News
Nambassa Revisited - 40 Years On
Posted February 20, 2019
Exhibition
WHEN: February 15th – April 30th 2019
The usual Museum/Gallery hours apply.
Nambassa was a series of festivals held between 1976 and 1981 on large farms around Waihi and Waikino. They focused on peace, love, and an environmentally friendly lifestyle. In addition to popular entertainment, they featured workshops and displays advocating holistic health issues, alternative medicine, clean and sustainable energy, and natural foods.
Nambassa was conceived and organised by Peter Terry, who founded an energetic and idealistic organisation involving hundreds of workers and administered by a registered charitable trust. Nambassa is also the tribal name of a charitable trust that has championed sustainable ideas and demonstrated practical counterculture ideals, a spiritually based alternative lifestyle, environmentalism and green issues from the early 1970s to the present.

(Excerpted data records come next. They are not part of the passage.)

// 9.2 custody.rs: the ledger decides amounts, custody moves them.
// CollateralCustody is the seam. InMemoryCustody is the mock: balances only, no tokens.

use rust_decimal::Decimal;
use serde::{Deserialize, Serialize};
use std::collections::HashMap;

use crate::types::{AccountId, Quote};

#[derive(Debug, Clone, PartialEq, Eq, thiserror::Error)]
pub enum CustodyError {
    #[error("Account {account:?} has {available}, needs {requested}")]
    InsufficientBalance {
        account: AccountId,
        available: Decimal,
        requested: Decimal,
    },

    #[error("Vault holds {available}, cannot pay out {requested}")]
    VaultInsufficient { available: Decimal, requested: Decimal },

    #[error("Invalid transfer amount {0}")]
    InvalidAmount(Decimal),

    #[error("Transfer rejected: {0}")]
    Rejected(String),
}

/// Moves collateral between traders and the venue's vault on the ledger's instruction.
///
/// Implementations must be all-or-nothing per call. The ledger commits its own state only
/// after every instruction of an operation has succeeded.
pub trait CollateralCustody {
    fn transfer_in(&mut self, from: AccountId, amount: Quote) -> Result<(), CustodyError>;
    fn transfer_out(&mut self, to: AccountId, amount: Quote) -> Result<(), CustodyError>;

    /// Pays several accounts for one ledger operation, in order.
    ///
    /// The default stops at the first failure, so transfers before it stand. Override
    /// when the backend can check or apply the whole batch at once.
    fn transfer_out_all(&mut self, transfers: &[(AccountId, Quote)]) -> Result<(), CustodyError> {
        for &(to, amount) in transfers {
            self.transfer_out(to, amount)?;
        }
        Ok(())
    }
}

#[derive(Debug, Clone, Copy, PartialEq, Eq, Serialize, Deserialize)]
#[serde(rename_all = "snake_case")]
pub enum TransferKind {
    In,
    Out,
}

#[derive(Debug, Clone, PartialEq, Eq, Serialize, Deserialize)]
pub struct TransferRecord {
    pub kind: TransferKind,
    pub account: AccountId,
    pub amount: Quote,
}

#[derive(Debug, Clone, Default)]
pub struct InMemoryCustody {
    wallets: HashMap<AccountId, Decimal>,
    vault: Decimal,
    history: Vec<TransferRecord>,
    reject_all: bool,
}

impl InMemoryCustody {
    pub fn new() -> Self {
        Self::default()
    }

    // credit a trader's external wallet
    pub fn fund(&mut self, account: AccountId, amount: Decimal) {
        *self.wallets.entry(account).or_insert(Decimal::ZERO) += amount;
    }

    // liquidity backing profitable closes
    pub fn seed_vault(&mut self, amount: Decimal) {
        self.vault += amount;
    }

    pub fn wallet(&self, account: AccountId) -> Decimal {
        self.wallets.get(&account).copied().unwrap_or(Decimal::ZERO)
    }

    pub fn vault_balance(&self) -> Decimal {
        self.vault
    }

    pub fn history(&self) -> &[TransferRecord] {
        &self.history
    }

    // failure injection for atomicity tests
    pub fn set_reject_all(&mut self, reject: bool) {
        self.reject_all = reject;
    }

    fn check(&self, amount: Quote) -> Result<(), CustodyError> {
        if self.reject_all {
            return Err(CustodyError::Rejected("custody offline".to_string()));
        }
        if amount.is_negative() {
            return Err(CustodyError::InvalidAmount(amount.value()));
        }
        Ok(())
    }
}

impl CollateralCustody for InMemoryCustody {
    fn transfer_in(&mut self, from: AccountId, amount: Quote) -> Result<(), CustodyError> {
        self.check(amount)?;

        let available = self.wallet(from);
        if available < amount.value() {
            return Err(CustodyError::InsufficientBalance {
                account: from,
                available,
                requested: amount.value(),
            });
        }

        self.vault = self
            .vault
            .checked_add(amount.value())
            .ok_or_else(|| CustodyError::Rejected("vault balance out of range".to_string()))?;
        *self.wallets.entry(from).or_insert(Decimal::ZERO) -= amount.value();
        self.history.push(TransferRecord {
            kind: TransferKind::In,
            account: from,
            amount,
        });
        Ok(())
    }

    fn transfer_out(&mut self, to: AccountId, amount: Quote) -> Result<(), CustodyError> {
        self.check(amount)?;

        if self.vault < amount.value() {
            return Err(CustodyError::VaultInsufficient {
                available: self.vault,
                requested: amount.value(),
            });
        }

        let wallet = self.wallet(to);
        let credited = wallet
            .checked_add(amount.value())
            .ok_or_else(|| CustodyError::Rejected(format!("wallet {} out of range", to.0)))?;
        self.vault -= amount.value();
        self.wallets.insert(to, credited);
        self.history.push(TransferRecord {
            kind: TransferKind::Out,
            account: to,
            amount,
        });
        Ok(())
    }

    // checks the whole batch against the vault before moving anything
    fn transfer_out_all(&mut self, transfers: &[(AccountId, Quote)]) -> Result<(), CustodyError> {
        let mut total = Decimal::ZERO;
        for &(_, amount) in transfers {
            self.check(amount)?;
            total = total.saturating_add(amount.value());
        }
        if self.vault < total {
            return Err(CustodyError::VaultInsufficient {
                available: self.vault,
                requested: total,
            });
        }

        for &(to, amount) in transfers {
            self.transfer_out(to, amount)?;
        }
        Ok(())
    }
}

By preserving the history of these festivals, Waihi Arts Centre & Museum hopes to remind people of the powerful social and environmental changes that were taking place during the 1970s and early 1980s. Many of those in the “back to the land” movement, were looking for a greener, more socially aware place to settle, set up craft studios and bring up families. Waihi and the wider Coromandel became the home of many who had initially come to a Nambassa Festival. We would like to connect with these people and hear their stories.